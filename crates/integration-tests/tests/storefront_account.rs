//! Integration tests for accounts: registration, login, and the
//! account-scoped endpoints (orders, addresses, subscriptions).
//!
//! These tests require:
//! - A running `PostgreSQL` database, migrated and seeded
//! - The storefront server running (cargo run -p ferme-verte-storefront)
//!
//! Run with: cargo test -p ferme-verte-integration-tests -- --ignored

use reqwest::{Client, StatusCode};
use serde_json::{Value, json};
use uuid::Uuid;

/// Base URL for the storefront API (configurable via environment).
fn base_url() -> String {
    std::env::var("STOREFRONT_BASE_URL").unwrap_or_else(|_| "http://localhost:3000".to_string())
}

/// A client with its own cookie jar (one session per test).
fn session_client() -> Client {
    Client::builder()
        .cookie_store(true)
        .build()
        .expect("Failed to create HTTP client")
}

/// Register a throwaway account and return its email.
async fn register(client: &Client) -> String {
    let email = format!("test-{}@example.fr", Uuid::new_v4());
    let resp = client
        .post(format!("{}/api/auth/register", base_url()))
        .json(&json!({
            "name": "Client Test",
            "email": email,
            "password": "User123!",
        }))
        .send()
        .await
        .expect("Failed to register");
    assert_eq!(resp.status(), StatusCode::CREATED);
    email
}

#[tokio::test]
#[ignore = "Requires running storefront server and seeded database"]
async fn test_register_login_and_me() {
    let client = session_client();
    let email = register(&client).await;

    // Registration logs the session in
    let resp = client
        .get(format!("{}/api/auth/me", base_url()))
        .send()
        .await
        .expect("Failed to get me");
    assert_eq!(resp.status(), StatusCode::OK);
    let me: Value = resp.json().await.expect("Failed to parse me");
    assert_eq!(me["user"]["email"], email.as_str());

    // Logout drops it
    let resp = client
        .post(format!("{}/api/auth/logout", base_url()))
        .send()
        .await
        .expect("Failed to logout");
    assert_eq!(resp.status(), StatusCode::NO_CONTENT);

    let resp = client
        .get(format!("{}/api/auth/me", base_url()))
        .send()
        .await
        .expect("Failed to get me");
    assert_eq!(resp.status(), StatusCode::UNAUTHORIZED);

    // And login brings it back
    let resp = client
        .post(format!("{}/api/auth/login", base_url()))
        .json(&json!({ "email": email, "password": "User123!" }))
        .send()
        .await
        .expect("Failed to login");
    assert_eq!(resp.status(), StatusCode::OK);
}

#[tokio::test]
#[ignore = "Requires running storefront server and seeded database"]
async fn test_duplicate_registration_is_conflict() {
    let client = session_client();
    let email = register(&client).await;

    let resp = session_client()
        .post(format!("{}/api/auth/register", base_url()))
        .json(&json!({
            "name": "Client Test",
            "email": email,
            "password": "User123!",
        }))
        .send()
        .await
        .expect("Failed to register");
    assert_eq!(resp.status(), StatusCode::CONFLICT);
}

#[tokio::test]
#[ignore = "Requires running storefront server and seeded database"]
async fn test_wrong_password_is_unauthorized() {
    let client = session_client();
    let email = register(&client).await;

    let resp = session_client()
        .post(format!("{}/api/auth/login", base_url()))
        .json(&json!({ "email": email, "password": "not-the-password" }))
        .send()
        .await
        .expect("Failed to login");
    assert_eq!(resp.status(), StatusCode::UNAUTHORIZED);
}

#[tokio::test]
#[ignore = "Requires running storefront server and seeded database"]
async fn test_orders_are_scoped_to_the_account() {
    let client = session_client();
    register(&client).await;

    // Place an order while logged in
    let product: Value = client
        .get(format!("{}/api/products/asperges-vertes-1kg", base_url()))
        .send()
        .await
        .expect("Failed to get product")
        .json()
        .await
        .expect("Failed to parse product");

    let resp = client
        .post(format!("{}/api/orders", base_url()))
        .json(&json!({
            "name": "Client Test",
            "email": "client@example.fr",
            "phone": "0612345678",
            "deliveryMethod": "pickup",
            "items": [{
                "productId": product["id"],
                "name": product["name"],
                "price": product["price"],
                "quantity": 1,
            }],
            "total": product["price"],
        }))
        .send()
        .await
        .expect("Failed to post order");
    assert_eq!(resp.status(), StatusCode::CREATED);
    let order: Value = resp.json().await.expect("Failed to parse order");
    let order_id = order["id"].as_str().expect("order id").to_string();

    // Visible in this account's history
    let orders: Vec<Value> = client
        .get(format!("{}/api/orders", base_url()))
        .send()
        .await
        .expect("Failed to list orders")
        .json()
        .await
        .expect("Failed to parse orders");
    assert!(orders.iter().any(|o| o["id"] == order_id.as_str()));

    // Invisible to a different account
    let other = session_client();
    register(&other).await;
    let resp = other
        .get(format!("{}/api/orders/{order_id}", base_url()))
        .send()
        .await
        .expect("Failed to get order");
    assert_eq!(resp.status(), StatusCode::NOT_FOUND);
}

#[tokio::test]
#[ignore = "Requires running storefront server and seeded database"]
async fn test_default_address_replaces_previous_default() {
    let client = session_client();
    register(&client).await;

    for line1 in ["1 rue du Port", "2 rue du Port"] {
        let resp = client
            .post(format!("{}/api/addresses", base_url()))
            .json(&json!({
                "line1": line1,
                "city": "Blaye",
                "zip": "33390",
                "phone": "0612345678",
                "isDefault": true,
            }))
            .send()
            .await
            .expect("Failed to create address");
        assert_eq!(resp.status(), StatusCode::CREATED);
    }

    let addresses: Vec<Value> = client
        .get(format!("{}/api/addresses", base_url()))
        .send()
        .await
        .expect("Failed to list addresses")
        .json()
        .await
        .expect("Failed to parse addresses");

    let defaults = addresses
        .iter()
        .filter(|a| a["isDefault"] == Value::Bool(true))
        .count();
    assert_eq!(defaults, 1, "only the newest default survives");
    assert_eq!(addresses[0]["line1"], "2 rue du Port");
}

#[tokio::test]
#[ignore = "Requires running storefront server and seeded database"]
async fn test_second_active_subscription_is_rejected() {
    let client = session_client();
    register(&client).await;

    let plans: Vec<Value> = client
        .get(format!("{}/api/plans", base_url()))
        .send()
        .await
        .expect("Failed to list plans")
        .json()
        .await
        .expect("Failed to parse plans");
    let plan_id = plans[0]["id"].as_str().expect("plan id");

    let resp = client
        .post(format!("{}/api/subscriptions", base_url()))
        .json(&json!({ "planId": plan_id }))
        .send()
        .await
        .expect("Failed to subscribe");
    assert_eq!(resp.status(), StatusCode::CREATED);

    let resp = client
        .post(format!("{}/api/subscriptions", base_url()))
        .json(&json!({ "planId": plan_id }))
        .send()
        .await
        .expect("Failed to subscribe");
    assert_eq!(resp.status(), StatusCode::BAD_REQUEST);
}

* WHAT IS BEING ASKED *
Please copy all lines of the listing in which the string "price" occurs.

* SOLUTION TO THIS EXERCISE *
                "price": product["price"],
            "total": product["price"],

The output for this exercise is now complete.